◆ **Brief**
Copy every record that follows, word for word.

◆ **Material supplied**
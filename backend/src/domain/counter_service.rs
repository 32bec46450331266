//! Counter allocation for voucher identifiers.
//!
//! Each company owns one counter holding the NEXT number to hand out. An
//! allocated number is burnt even if the voucher is never saved, so the
//! sequence is unique and increasing but may have gaps.
//!
//! Allocation is atomic only within this process: the settings repository
//! serializes read and write under one mutex. Two processes sharing a data
//! directory can still hand out the same number.

use std::sync::Arc;

use shared::{Company, CounterPayload};
use tracing::info;

use crate::error::StoreResult;
use crate::storage::SettingsStorage;

/// Width of the zero-padded sequence part of an identifier
pub const SEQUENCE_WIDTH: usize = 4;

#[derive(Clone)]
pub struct CounterService {
    settings: Arc<dyn SettingsStorage>,
}

impl CounterService {
    pub fn new(settings: Arc<dyn SettingsStorage>) -> Self {
        Self { settings }
    }

    /// Consume and return the next sequence number for `company`
    pub fn allocate_next(&self, company: Company) -> StoreResult<u32> {
        let counter = self.settings.next_counter(company)?;
        info!("Allocated counter {} for {}", counter, company);
        Ok(counter)
    }

    /// Next sequence number for `company` without consuming it
    pub fn peek(&self, company: Company) -> StoreResult<u32> {
        self.settings.peek_counter(company)
    }

    /// `{CODE}-{NNNN}`; numbers wider than four digits are not truncated
    pub fn format_pv_number(company: Company, counter: u32) -> String {
        format!("{}-{:0width$}", company.code(), counter, width = SEQUENCE_WIDTH)
    }

    pub fn allocate_pv_number(&self, company: Company) -> StoreResult<CounterPayload> {
        let counter = self.allocate_next(company)?;
        Ok(CounterPayload {
            company,
            counter,
            pv_number: Self::format_pv_number(company, counter),
        })
    }

    pub(crate) fn seed(&self) -> StoreResult<()> {
        self.settings.seed_counters(&Company::ALL)
    }

    pub(crate) fn clear(&self) -> StoreResult<()> {
        self.settings.clear_settings()
    }
}
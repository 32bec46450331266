//! # REST API Interface Layer
//!
//! Loopback HTTP endpoints used by the desktop shell. Each handler calls one
//! store operation and always answers `200 OK` with an envelope:
//!
//! - success: `{"success": true, ...payload}`
//! - failure: `{"success": false, "kind": "...", "error": "...", ...fallback}`
//!
//! Read operations attach an empty fallback payload on failure so the shell
//! can keep rendering. Only a body that is not valid JSON is rejected by the
//! extractor before reaching a handler.

pub mod counter_apis;
pub mod data_directory_apis;
pub mod export_apis;
pub mod voucher_apis;

use axum::{Json, Router};
use shared::Envelope;
use tracing::{error, warn};

use crate::error::{StoreError, StoreResult};
use crate::AppState;

/// All routes, to be nested under `/api`
pub fn router() -> Router<AppState> {
    Router::new()
        .nest("/counters", counter_apis::router())
        .nest("/maintenance", data_directory_apis::router())
        .merge(voucher_apis::router())
        .merge(export_apis::router())
}

fn log_failure(operation: &str, err: &StoreError) {
    match err {
        StoreError::NotFound(key) => warn!("{}: voucher {} not found", operation, key),
        StoreError::InvalidRequest(message) => warn!("{}: rejected: {}", operation, message),
        other => error!("{} failed: {}", operation, other),
    }
}

/// Envelope for a write or lookup; failures carry no payload
pub(crate) fn respond<T>(operation: &str, result: StoreResult<T>) -> Json<Envelope<T>> {
    Json(match result {
        Ok(payload) => Envelope::success(payload),
        Err(err) => {
            log_failure(operation, &err);
            Envelope::failure(err.kind(), err.to_string())
        }
    })
}

/// Envelope for a read; failures carry `fallback` as an empty result
pub(crate) fn respond_or<T>(
    operation: &str,
    result: StoreResult<T>,
    fallback: T,
) -> Json<Envelope<T>> {
    Json(match result {
        Ok(payload) => Envelope::success(payload),
        Err(err) => {
            log_failure(operation, &err);
            Envelope::failure_with(err.kind(), err.to_string(), fallback)
        }
    })
}
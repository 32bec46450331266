//! # Voucher Backend
//!
//! Contains all non-UI logic for the payment voucher desk.
//!
//! ```text
//! Desktop shell (window, form, dialogs)
//!     ↓  loopback HTTP, JSON envelopes
//! IO Layer (REST handlers)
//!     ↓
//! Domain Layer (counters, vouchers, maintenance, export)
//!     ↓
//! Storage Layer (vouchers.db, settings.yaml)
//! ```
//!
//! A single [`Backend`] is opened at process start and its [`AppState`] is
//! handed to the router. Nothing is kept in globals.

pub mod config;
pub mod domain;
pub mod error;
pub mod io;
pub mod storage;

use std::sync::atomic::{AtomicBool, Ordering};
use std::sync::Arc;

use axum::http::{HeaderValue, Method};
use axum::Router;
use tower_http::cors::{Any, CorsLayer};
use tracing::{error, info, warn};

use crate::config::AppConfig;
use crate::domain::{
    CounterService, DataDirectoryService, ExportService, PrintPdfEngine, VoucherService,
};
use crate::error::StoreResult;
use crate::storage::{FileConnection, SettingsRepository, VoucherRepository};

/// Main application state that holds all services
#[derive(Clone)]
pub struct AppState {
    pub counter_service: CounterService,
    pub voucher_service: VoucherService,
    pub data_directory_service: DataDirectoryService,
    pub export_service: ExportService,
}

/// The opened store. Closing flushes the voucher file; dropping closes too.
pub struct Backend {
    state: AppState,
    closed: AtomicBool,
}

impl Backend {
    /// Open (or create) the store in the configured data directory and seed counters
    pub fn open(config: &AppConfig) -> StoreResult<Self> {
        info!("Opening voucher store in {}", config.data_dir.display());
        let connection = FileConnection::new(&config.data_dir)?;

        let settings = Arc::new(SettingsRepository::new(connection.clone()));
        let vouchers = Arc::new(VoucherRepository::new(connection.clone()));

        let counter_service = CounterService::new(settings);
        counter_service.seed()?;

        let voucher_service = VoucherService::new(vouchers.clone(), counter_service.clone());
        let data_directory_service = DataDirectoryService::new(
            connection.base_directory().to_path_buf(),
            vouchers,
            counter_service.clone(),
        );
        let export_service = ExportService::new(voucher_service.clone(), Arc::new(PrintPdfEngine));

        Ok(Self {
            state: AppState {
                counter_service,
                voucher_service,
                data_directory_service,
                export_service,
            },
            closed: AtomicBool::new(false),
        })
    }

    pub fn state(&self) -> AppState {
        self.state.clone()
    }

    /// Flush the store; later calls do nothing
    pub fn close(&self) -> StoreResult<()> {
        if self.closed.swap(true, Ordering::SeqCst) {
            return Ok(());
        }
        self.state.data_directory_service.flush()?;
        info!("Voucher store closed");
        Ok(())
    }
}

impl Drop for Backend {
    fn drop(&mut self) {
        if let Err(e) = self.close() {
            error!("Failed to close voucher store: {}", e);
        }
    }
}

/// Create the Axum router with all routes configured
pub fn create_router(app_state: AppState, shell_origin: &str) -> Router {
    let cors = match shell_origin.parse::<HeaderValue>() {
        Ok(origin) => CorsLayer::new().allow_origin(origin),
        Err(_) => {
            warn!(
                "Ignoring unusable shell origin {:?}; cross-origin calls are refused",
                shell_origin
            );
            CorsLayer::new()
        }
    }
    .allow_methods([Method::GET, Method::POST, Method::DELETE])
    .allow_headers(Any);

    Router::new()
        .nest("/api", io::rest::router())
        .layer(cors)
        .with_state(app_state)
}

◆ **Expected output**
filename backend/src/domain/counter_service.rs
repository 32bec46450331266
//! Counter allocation for voucher identifiers.
//!
//! Each company owns one counter holding the NEXT number to hand out. An
//! allocated number is burnt even if the voucher is never saved, so the
//! sequence is unique and increasing but may have gaps.
//!
//! Allocation is atomic only within this process: the settings repository
//! serializes read and write under one mutex. Two processes sharing a data
//! directory can still hand out the same number.

use std::sync::Arc;

use shared::{Company, CounterPayload};
use tracing::info;

use crate::error::StoreResult;
use crate::storage::SettingsStorage;

/// Width of the zero-padded sequence part of an identifier
pub const SEQUENCE_WIDTH: usize = 4;

#[derive(Clone)]
pub struct CounterService {
    settings: Arc<dyn SettingsStorage>,
}

impl CounterService {
    pub fn new(settings: Arc<dyn SettingsStorage>) -> Self {
        Self { settings }
    }

    /// Consume and return the next sequence number for `company`
    pub fn allocate_next(&self, company: Company) -> StoreResult<u32> {
        let counter = self.settings.next_counter(company)?;
        info!("Allocated counter {} for {}", counter, company);
        Ok(counter)
    }

    /// Next sequence number for `company` without consuming it
    pub fn peek(&self, company: Company) -> StoreResult<u32> {
        self.settings.peek_counter(company)
    }

    /// `{CODE}-{NNNN}`; numbers wider than four digits are not truncated
    pub fn format_pv_number(company: Company, counter: u32) -> String {
        format!("{}-{:0width$}", company.code(), counter, width = SEQUENCE_WIDTH)
    }

    pub fn allocate_pv_number(&self, company: Company) -> StoreResult<CounterPayload> {
        let counter = self.allocate_next(company)?;
        Ok(CounterPayload {
            company,
            counter,
            pv_number: Self::format_pv_number(company, counter),
        })
    }

    pub(crate) fn seed(&self) -> StoreResult<()> {
        self.settings.seed_counters(&Company::ALL)
    }

    pub(crate) fn clear(&self) -> StoreResult<()> {
        self.settings.clear_settings()
    }
}
repository 32bec46450331266
//! # REST API Interface Layer
//!
//! Loopback HTTP endpoints used by the desktop shell. Each handler calls one
//! store operation and always answers `200 OK` with an envelope:
//!
//! - success: `{"success": true, ...payload}`
//! - failure: `{"success": false, "kind": "...", "error": "...", ...fallback}`
//!
//! Read operations attach an empty fallback payload on failure so the shell
//! can keep rendering. Only a body that is not valid JSON is rejected by the
//! extractor before reaching a handler.

pub mod counter_apis;
pub mod data_directory_apis;
pub mod export_apis;
pub mod voucher_apis;

use axum::{Json, Router};
use shared::Envelope;
use tracing::{error, warn};

use crate::error::{StoreError, StoreResult};
use crate::AppState;

/// All routes, to be nested under `/api`
pub fn router() -> Router<AppState> {
    Router::new()
        .nest("/counters", counter_apis::router())
        .nest("/maintenance", data_directory_apis::router())
        .merge(voucher_apis::router())
        .merge(export_apis::router())
}

fn log_failure(operation: &str, err: &StoreError) {
    match err {
        StoreError::NotFound(key) => warn!("{}: voucher {} not found", operation, key),
        StoreError::InvalidRequest(message) => warn!("{}: rejected: {}", operation, message),
        other => error!("{} failed: {}", operation, other),
    }
}

/// Envelope for a write or lookup; failures carry no payload
pub(crate) fn respond<T>(operation: &str, result: StoreResult<T>) -> Json<Envelope<T>> {
    Json(match result {
        Ok(payload) => Envelope::success(payload),
        Err(err) => {
            log_failure(operation, &err);
            Envelope::failure(err.kind(), err.to_string())
        }
    })
}

/// Envelope for a read; failures carry `fallback` as an empty result
pub(crate) fn respond_or<T>(
    operation: &str,
    result: StoreResult<T>,
    fallback: T,
) -> Json<Envelope<T>> {
    Json(match result {
        Ok(payload) => Envelope::success(payload),
        Err(err) => {
            log_failure(operation, &err);
            Envelope::failure_with(err.kind(), err.to_string(), fallback)
        }
    })
}
repository 32bec46450331266
//! # Voucher Backend
//!
//! Contains all non-UI logic for the payment voucher desk.
//!
//! ```text
//! Desktop shell (window, form, dialogs)
//!     ↓  loopback HTTP, JSON envelopes
//! IO Layer (REST handlers)
//!     ↓
//! Domain Layer (counters, vouchers, maintenance, export)
//!     ↓
//! Storage Layer (vouchers.db, settings.yaml)
//! ```
//!
//! A single [`Backend`] is opened at process start and its [`AppState`] is
//! handed to the router. Nothing is kept in globals.

pub mod config;
pub mod domain;
pub mod error;
pub mod io;
pub mod storage;

use std::sync::atomic::{AtomicBool, Ordering};
use std::sync::Arc;

use axum::http::{HeaderValue, Method};
use axum::Router;
use tower_http::cors::{Any, CorsLayer};
use tracing::{error, info, warn};

use crate::config::AppConfig;
use crate::domain::{
    CounterService, DataDirectoryService, ExportService, PrintPdfEngine, VoucherService,
};
use crate::error::StoreResult;
use crate::storage::{FileConnection, SettingsRepository, VoucherRepository};

/// Main application state that holds all services
#[derive(Clone)]
pub struct AppState {
    pub counter_service: CounterService,
    pub voucher_service: VoucherService,
    pub data_directory_service: DataDirectoryService,
    pub export_service: ExportService,
}

/// The opened store. Closing flushes the voucher file; dropping closes too.
pub struct Backend {
    state: AppState,
    closed: AtomicBool,
}

impl Backend {
    /// Open (or create) the store in the configured data directory and seed counters
    pub fn open(config: &AppConfig) -> StoreResult<Self> {
        info!("Opening voucher store in {}", config.data_dir.display());
        let connection = FileConnection::new(&config.data_dir)?;

        let settings = Arc::new(SettingsRepository::new(connection.clone()));
        let vouchers = Arc::new(VoucherRepository::new(connection.clone()));

        let counter_service = CounterService::new(settings);
        counter_service.seed()?;

        let voucher_service = VoucherService::new(vouchers.clone(), counter_service.clone());
        let data_directory_service = DataDirectoryService::new(
            connection.base_directory().to_path_buf(),
            vouchers,
            counter_service.clone(),
        );
        let export_service = ExportService::new(voucher_service.clone(), Arc::new(PrintPdfEngine));

        Ok(Self {
            state: AppState {
                counter_service,
                voucher_service,
                data_directory_service,
                export_service,
            },
            closed: AtomicBool::new(false),
        })
    }

    pub fn state(&self) -> AppState {
        self.state.clone()
    }

    /// Flush the store; later calls do nothing
    pub fn close(&self) -> StoreResult<()> {
        if self.closed.swap(true, Ordering::SeqCst) {
            return Ok(());
        }
        self.state.data_directory_service.flush()?;
        info!("Voucher store closed");
        Ok(())
    }
}

impl Drop for Backend {
    fn drop(&mut self) {
        if let Err(e) = self.close() {
            error!("Failed to close voucher store: {}", e);
        }
    }
}

/// Create the Axum router with all routes configured
pub fn create_router(app_state: AppState, shell_origin: &str) -> Router {
    let cors = match shell_origin.parse::<HeaderValue>() {
        Ok(origin) => CorsLayer::new().allow_origin(origin),
        Err(_) => {
            warn!(
                "Ignoring unusable shell origin {:?}; cross-origin calls are refused",
                shell_origin
            );
            CorsLayer::new()
        }
    }
    .allow_methods([Method::GET, Method::POST, Method::DELETE])
    .allow_headers(Any);

    Router::new()
        .nest("/api", io::rest::router())
        .layer(cors)
        .with_state(app_state)
}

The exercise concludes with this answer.